Six tips for listening better to your clients

In my last post, “The Client Relationship Autopsy,” I wrote about how to analyze client relationships turned sour. But if you’d listened better to your clients, perhaps they’d still be with you.

Consider applying the six tips for better listening described in “What?” a New York Times blog post by Marci Alboher.

Tip number six may be especially challenging: “Do not interrupt, even if you think you’re going to forget what you want to say.” Instead, jot down a note, so you can circle back to your idea, if it’s still appropriate later.

One of the tips suggests nodding to show you’re listening. Nodding was essential when I lived in Japan for that very reason. If I kept completely still and silent, my conversation partner would have stopped talking because she or he would have assumed I wasn’t listening. But in the U.S., you should be careful about nodding. Here, nodding suggests that you agree with the speaker.

Did this New York Times columnist listen to me?

In “Passions Run High On Indexing,” New York Times columnist Joe Nocera writes about the conflict between traditional and fundamental indexers that has been running in the Financial Analysts Journal. He does what I suggest in my investment commentary workshop. He picks a controversial topic from a professional journal, then explains it in non-technical terms.

Nocera’s article is more about what he calls “an old-fashioned academic cat fight” than the indexing debate. If you tackle this topic for your clients, I suggest you focus on the latter rather than the former.

But Nocera does eventually express an opinion on the substance of the debate. He agrees with Jack Bogle that fundamental index funds are a form of active management. “… they ain’t index funds, and they shouldn’t be viewed as a replacement for index funds. Mr. Arnott and his allies would better serve investors by saying so out loud,” writes Nocera.

"The Client Relationship Autopsy"

You’ve probably lost at least one client. But rather than chalk it up as inevitable, try to learn why your client left you.

The Client Relationship Autopsy” proposes a process consisting of:

  1. Talking to your team
  2. Talking to your client
  3. Preparing a report

“The process will help you choose wisely when it comes to adding new clients, and it will help you glean insights for improving existing client relationships,” says Leo Bottary, the ad agency account director who wrote the article.
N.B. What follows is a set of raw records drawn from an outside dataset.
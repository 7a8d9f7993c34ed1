/// Shared data structures for the catalog
///
/// These structs represent the data model that flows between the remote
/// API, the local cache and the UI layer.

use serde::{Deserialize, Serialize};
use serde_json::Value;
use std::fmt;

use crate::carousel::GalleryKey;

/// One website in the catalog
#[derive(Serialize, Deserialize, Debug, Clone, PartialEq, Default)]
pub struct WebsiteEntry {
    /// Server-assigned id (absent on some listings)
    pub id: Option<i64>,
    pub title: String,
    pub url: String,
    /// Short description shown under the gallery
    pub snippet: String,
    /// Favicon reference (URL or data URI)
    pub favicon: Option<String>,
    /// Category display name
    pub category: String,
    /// Ordered photo references (URLs or data URIs)
    pub photos: Vec<String>,
}

impl WebsiteEntry {
    /// Identity used to key this entry's gallery instance
    pub fn gallery_key(&self) -> GalleryKey {
        match self.id {
            Some(id) => GalleryKey::Entry(id),
            None => GalleryKey::Url(self.url.clone()),
        }
    }

    /// Single image shown when the entry has no photos
    pub fn preview_image(&self) -> Option<&str> {
        self.photos
            .first()
            .map(String::as_str)
            .or(self.favicon.as_deref())
    }
}

/// A category as passed through UI controls: `"id|displayName"`, or just
/// the name when the server did not give an id.
#[derive(Serialize, Deserialize, Debug, Clone, PartialEq, Eq, Hash)]
pub struct CategoryToken {
    pub id: Option<String>,
    pub label: String,
}

impl CategoryToken {
    pub fn new(id: Option<String>, label: impl Into<String>) -> Self {
        Self {
            id: id.filter(|id| !id.is_empty()),
            label: label.into(),
        }
    }

    /// Parse `"id|name"` or a bare name. Everything after the first `|`
    /// belongs to the label.
    pub fn parse(token: &str) -> Self {
        match token.split_once('|') {
            Some((id, label)) => Self::new(Some(id.trim().to_string()), label.trim()),
            None => Self::new(None, token.trim()),
        }
    }

    pub fn label(&self) -> &str {
        &self.label
    }

    pub fn id(&self) -> Option<&str> {
        self.id.as_deref()
    }

    /// Same category under a new display name; the id is kept
    pub fn renamed(&self, label: impl Into<String>) -> Self {
        Self::new(self.id.clone(), label)
    }
}

impl fmt::Display for CategoryToken {
    fn fmt(&self, f: &mut fmt::Formatter<'_>) -> fmt::Result {
        match &self.id {
            Some(id) => write!(f, "{}|{}", id, self.label),
            None => write!(f, "{}", self.label),
        }
    }
}

// ========== Response normalization ==========
//
// The catalog API has returned several response shapes over time. Each
// listing is unwrapped and each item read through a list of field aliases.

/// Extract website entries from any known listing shape
pub fn normalize_entries(body: &Value) -> Vec<WebsiteEntry> {
    let items: Vec<&Value> = match body {
        Value::Array(items) => items.iter().collect(),
        Value::Object(map) => ["data", "websites", "items"]
            .iter()
            .find_map(|key| map.get(*key).and_then(Value::as_array))
            .map(|items| items.iter().collect())
            .unwrap_or_else(|| vec![body]),
        _ => Vec::new(),
    };
    items.into_iter().map(normalize_entry).collect()
}

/// Read one website object through its field aliases
pub fn normalize_entry(item: &Value) -> WebsiteEntry {
    let photos = match first_of(item, &["photos_url", "photos", "images"]) {
        Some(Value::Array(photos)) => photos.iter().filter_map(text).collect(),
        Some(Value::String(single)) if !single.is_empty() => vec![single.clone()],
        _ => Vec::new(),
    };

    WebsiteEntry {
        id: item.get("id").and_then(as_id),
        title: string_field(item, &["title", "name", "label"]),
        url: string_field(item, &["weburl", "url", "website"]),
        snippet: string_field(item, &["conext", "context", "snippet", "description"]),
        favicon: first_of(item, &["favicon_url", "favicon", "faviconUrl"])
            .and_then(text)
            .filter(|f| !f.is_empty()),
        category: string_field(item, &["categoryName", "category_name", "category", "cat"]),
        photos,
    }
}

/// Extract category tokens from any known listing shape
pub fn normalize_categories(body: &Value) -> Vec<CategoryToken> {
    let items = match body {
        Value::Array(items) => items.as_slice(),
        Value::Object(map) => ["data", "categories"]
            .iter()
            .find_map(|key| map.get(*key).and_then(Value::as_array))
            .map(Vec::as_slice)
            .unwrap_or_default(),
        _ => &[],
    };

    items
        .iter()
        .filter_map(|item| {
            if let Value::String(name) = item {
                return Some(CategoryToken::parse(name));
            }
            let label = first_of(item, &["name", "title", "label", "category"]).and_then(text)?;
            let id = first_of(item, &["id", "categoryId", "value"]).and_then(text);
            Some(CategoryToken::new(id, label))
        })
        .filter(|token| !token.label.is_empty())
        .collect()
}

/// First alias present and not null
fn first_of<'a>(item: &'a Value, keys: &[&str]) -> Option<&'a Value> {
    keys.iter()
        .find_map(|key| item.get(*key).filter(|value| !value.is_null()))
}

fn string_field(item: &Value, keys: &[&str]) -> String {
    first_of(item, keys).and_then(text).unwrap_or_default()
}

/// Strings as-is, numbers and booleans in their JSON spelling
fn text(value: &Value) -> Option<String> {
    match value {
        Value::String(s) => Some(s.clone()),
        Value::Number(n) => Some(n.to_string()),
        Value::Bool(b) => Some(b.to_string()),
        _ => None,
    }
}

fn as_id(value: &Value) -> Option<i64> {
    match value {
        Value::Number(n) => n.as_i64(),
        Value::String(s) => s.trim().parse().ok(),
        _ => None,
    }
}

#[cfg(test)]
mod tests {
    use super::*;
    use serde_json::json;

    #[test]
    fn test_entry_aliases() {
        let entry = normalize_entry(&json!({
            "id": "12",
            "name": "Rayfog",
            "weburl": "https://rayfog.com",
            "conext": "Studio site",
            "favicon_url": "https://rayfog.com/favicon.ico",
            "category_name": "Design",
            "photos_url": ["a.jpg", "b.jpg"]
        }));

        assert_eq!(entry.id, Some(12));
        assert_eq!(entry.title, "Rayfog");
        assert_eq!(entry.url, "https://rayfog.com");
        assert_eq!(entry.snippet, "Studio site");
        assert_eq!(entry.favicon.as_deref(), Some("https://rayfog.com/favicon.ico"));
        assert_eq!(entry.category, "Design");
        assert_eq!(entry.photos, vec!["a.jpg", "b.jpg"]);
    }

    #[test]
    fn test_single_photo_string() {
        let entry = normalize_entry(&json!({ "title": "One", "photos_url": "only.png" }));
        assert_eq!(entry.photos, vec!["only.png"]);
        assert_eq!(entry.id, None);
        assert_eq!(entry.favicon, None);
    }

    #[test]
    fn test_listing_shapes() {
        let bare = json!([{ "title": "A" }, { "title": "B" }]);
        assert_eq!(normalize_entries(&bare).len(), 2);

        let wrapped = json!({ "status": true, "data": [{ "title": "A" }] });
        assert_eq!(normalize_entries(&wrapped)[0].title, "A");

        let items = json!({ "items": [{ "title": "X" }, { "title": "Y" }, { "title": "Z" }] });
        assert_eq!(normalize_entries(&items).len(), 3);

        let single = json!({ "title": "Solo", "url": "https://solo.test" });
        assert_eq!(normalize_entries(&single)[0].url, "https://solo.test");

        assert!(normalize_entries(&json!("nope")).is_empty());
    }

    #[test]
    fn test_categories() {
        let body = json!({ "data": [
            { "id": 3, "name": "Technology" },
            { "categoryId": "9", "title": "Business" },
            { "label": "Loose" },
            "4|Design",
            { "id": 5 }
        ]});
        let tokens = normalize_categories(&body);
        let rendered: Vec<String> = tokens.iter().map(ToString::to_string).collect();
        assert_eq!(rendered, vec!["3|Technology", "9|Business", "Loose", "4|Design"]);
    }

    #[test]
    fn test_token_parse() {
        let token = CategoryToken::parse("7|Arts | Crafts");
        assert_eq!(token.id(), Some("7"));
        assert_eq!(token.label(), "Arts | Crafts");

        let bare = CategoryToken::parse("Education");
        assert_eq!(bare.id(), None);
        assert_eq!(bare.to_string(), "Education");

        assert_eq!(CategoryToken::parse("|Empty id").id(), None);
    }

    #[test]
    fn test_renamed_token_keeps_id() {
        assert_eq!(CategoryToken::parse("7|Arts").renamed("Crafts").to_string(), "7|Crafts");
        assert_eq!(CategoryToken::parse("Loose").renamed("Tight").to_string(), "Tight");
    }

    #[test]
    fn test_gallery_key_prefers_id() {
        let mut entry = WebsiteEntry {
            url: "https://x.test".into(),
            ..Default::default()
        };
        assert_eq!(entry.gallery_key(), GalleryKey::Url("https://x.test".into()));
        entry.id = Some(4);
        assert_eq!(entry.gallery_key(), GalleryKey::Entry(4));
    }

    #[test]
    fn test_preview_falls_back_to_favicon() {
        let entry = WebsiteEntry {
            favicon: Some("fav.ico".into()),
            ..Default::default()
        };
        assert_eq!(entry.preview_image(), Some("fav.ico"));
    }
}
He goes into detail with suggestions for each step.

Thank you, Boston Women in Finance!

Members of Boston Women in Finance made my experience enjoyable when I presented my one-hour workshop on “How to Write What People Will Read about Investments” yesterday.

Here’s some of their feedback on my presentation:

  • “Although brief, packed with very useful takeaways!”
  • “Susan was able to fit in an hour what people spend days learning in conferences”
  • “Susan reminded me to remember my audience and to listen to my ideas”
  • I learned “a new thought process for brainstorming” and “ways to make my market piece more direct and to the point”

Morningstar Market Barometer, 2003-2007

Want to show your clients how equity styles and sectors perform differently over time?

The newly released 2-page Market Barometer from Morningstar can help.

 

Does your auto mechanic communicate better than you?

“Nearly three-fourths of the 1,203 adults polled said their auto mechanic uses clearer English than their financial professionals,” according to “Financial Jargon: You Just Don’t Understand” by Cathie Gandel in AARP Bulletin Today.

Are you one of those confusing financial pros? And are your clients suffering as a result?

Learn more about the results of a survey by AARP Financial about consumer understanding of financial jargon.

"Interruption vs. Self-Service Marketing"

I’m following up my post on how financial advisors are using LinkedIn. Raising your visibility by using LinkedIn is an example of “self-service marketing,” which I read about recently in “Interruption vs. Self-Service Marketing” on marketer Bob Bly’s blog.

He quotes an article from DM News: ” ‘Self-service marketing is all about putting content where people will find it,’ writes Rapsas. ‘It makes sense to go where the customers are.’ ” Bly contrasts this with traditional marketing which interrupts people when they’re not looking for it.

Bly makes an interesting point down in his comments:

“My rule of thumb: self-service marketing works with products which consumers actively search for information (including pricing) on — for instance, installing solar panels on the roof of your home. Interruption marketing works with products people want when they hear about but weren’t thinking about beforehand — e.g., designer handbags, a home-study course on becoming a locksmith.”

It seems to me that people actively search for financial or investment advice, so maybe self-service marketing has a future in this field. What do you think?

More options for mind mapping

Some of the participants in my “How to Write Investment Commentary that People Will Read” presentation say that learning mind mapping is one of the best parts of the program. It makes them feel they can organize their thoughts better before sitting down to write.

I recently learned about more web-based mind mapping tools that help you create and save an electronic version of a mind map. “Map your mind 2.0” by Rafe Needleman reviews Spinscape and devotes a paragraph apiece to competitors called MeadMap, Mindomo, MindMeister, and bubbl.us.

Needleman doesn’t care for Spinscape, but he’s not a fan of mind mapping. He seems to like MindMeister best.

I’ve written earlier about “Mindmapping for financial advisors.”